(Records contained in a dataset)
_ _ _ _ _ _ _
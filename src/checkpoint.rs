use anyhow::{Context, Result};
use serde::{Deserialize, Serialize};
use std::io::ErrorKind;
use std::path::{Path, PathBuf};
use tokio::fs;

/// Resume point for a batch run: the id of the last quote fully processed
#[derive(Serialize, Deserialize, Debug, Clone, Copy, PartialEq, Eq)]
pub struct Checkpoint {
    pub last_processed_id: i64,
    /// Seconds since the Unix epoch of the last save
    pub last_updated: u64,
}

impl Checkpoint {
    pub fn new(last_processed_id: i64) -> Self {
        Self {
            last_processed_id,
            last_updated: unix_now(),
        }
    }

    /// Load the checkpoint at `path`.
    ///
    /// A missing file means no quote has been processed yet and yields `None`.
    /// A file that exists but cannot be read or parsed is an error, so a damaged
    /// checkpoint never silently restarts the batch.
    pub async fn load(path: &Path) -> Result<Option<Self>> {
        match fs::read_to_string(path).await {
            Ok(content) => {
                let checkpoint = serde_json::from_str(&content)
                    .with_context(|| format!("Corrupt checkpoint file {}", path.display()))?;
                Ok(Some(checkpoint))
            }
            Err(e) if e.kind() == ErrorKind::NotFound => Ok(None),
            Err(e) => Err(e).with_context(|| format!("Failed to read checkpoint {}", path.display())),
        }
    }

    /// Persist the checkpoint, replacing any previous one atomically
    pub async fn save(&self, path: &Path) -> Result<()> {
        let content = serde_json::to_string_pretty(self)?;

        if let Some(parent) = path.parent() {
            if !parent.as_os_str().is_empty() {
                fs::create_dir_all(parent).await?;
            }
        }

        let tmp_path = temp_path(path);
        fs::write(&tmp_path, content)
            .await
            .with_context(|| format!("Failed to write checkpoint {}", tmp_path.display()))?;
        fs::rename(&tmp_path, path)
            .await
            .with_context(|| format!("Failed to replace checkpoint {}", path.display()))?;
        Ok(())
    }

    /// Record `quote_id` as processed and save
    pub async fn advance(path: &Path, quote_id: i64) -> Result<Self> {
        let checkpoint = Self::new(quote_id);
        checkpoint.save(path).await?;
        Ok(checkpoint)
    }
}

fn temp_path(path: &Path) -> PathBuf {
    let mut name = path
        .file_name()
        .map(|n| n.to_os_string())
        .unwrap_or_else(|| "checkpoint".into());
    name.push(".tmp");
    path.with_file_name(name)
}

fn unix_now() -> u64 {
    std::time::SystemTime::now()
        .duration_since(std::time::SystemTime::UNIX_EPOCH)
        .map(|d| d.as_secs())
        .unwrap_or(0)
}
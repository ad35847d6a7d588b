// Fuzzy quote location: normalize both sides, slide the quote over the book,
// accept the closest window within tolerance, then widen it to whole sentences.

pub mod boundary;
pub mod context;
pub mod matcher;
pub mod normalization;

pub use boundary::{find_sentence_boundary, Direction};
pub use context::{context_span, extract_context};
pub use matcher::{find_best_match, find_match, max_accepted_distance, Match};
pub use normalization::{normalize_text, normalize_text_into};

use crate::config::MatchParams;

/// An accepted match together with its extracted context
#[derive(Debug, Clone, PartialEq, Eq)]
pub struct QuoteLocation {
    pub found: Match,
    pub context: String,
}

/// Locate `quote` inside raw `book_text` and extract its sentence-aligned context.
///
/// Normalization is applied to both inputs independently before scoring; the
/// returned context is always a slice of the original `book_text`.
pub fn locate_quote(book_text: &str, quote: &str, params: &MatchParams) -> Option<QuoteLocation> {
    let normalized_book = normalize_text(book_text);
    let normalized_quote = normalize_text(quote);

    let found = find_best_match(&normalized_book, &normalized_quote, params)?;
    let context = extract_context(book_text, &normalized_book, &found, params.context_margin);
    Some(QuoteLocation { found, context })
}
// Comparison alphabet shared by quotes and book texts.
// Output is only ever used for distance scoring, never written back to storage.

/// Punctuation that survives normalization alongside ASCII letters, digits and space
pub const ALLOWED_PUNCTUATION: &[char] = &[',', '.', '?', '!', ';', ':', '\'', '"', '-'];

/// Map a single char into the comparison alphabet
#[inline]
fn normalize_char(ch: char) -> char {
    if ch.is_ascii_alphanumeric() || ch == ' ' || ALLOWED_PUNCTUATION.contains(&ch) {
        ch.to_ascii_lowercase()
    } else {
        ' '
    }
}

/// Lower-case ASCII letters and replace every char outside the allowed set with a space.
///
/// The result has exactly one ASCII char per input char, so char offsets into the
/// normalized text are valid char offsets into the original.
pub fn normalize_text(text: &str) -> String {
    let mut result = String::with_capacity(text.len());
    normalize_text_into(text, &mut result);
    result
}

/// Normalize into supplied buffer to avoid allocation
pub fn normalize_text_into(text: &str, buffer: &mut String) {
    buffer.clear();
    buffer.reserve(text.len());
    buffer.extend(text.chars().map(normalize_char));
}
_ _ _ _ _ _ _
§ Your goal
Considering the records above, how many lines hold "save"? Please answer with only the number.

§ Task solution
4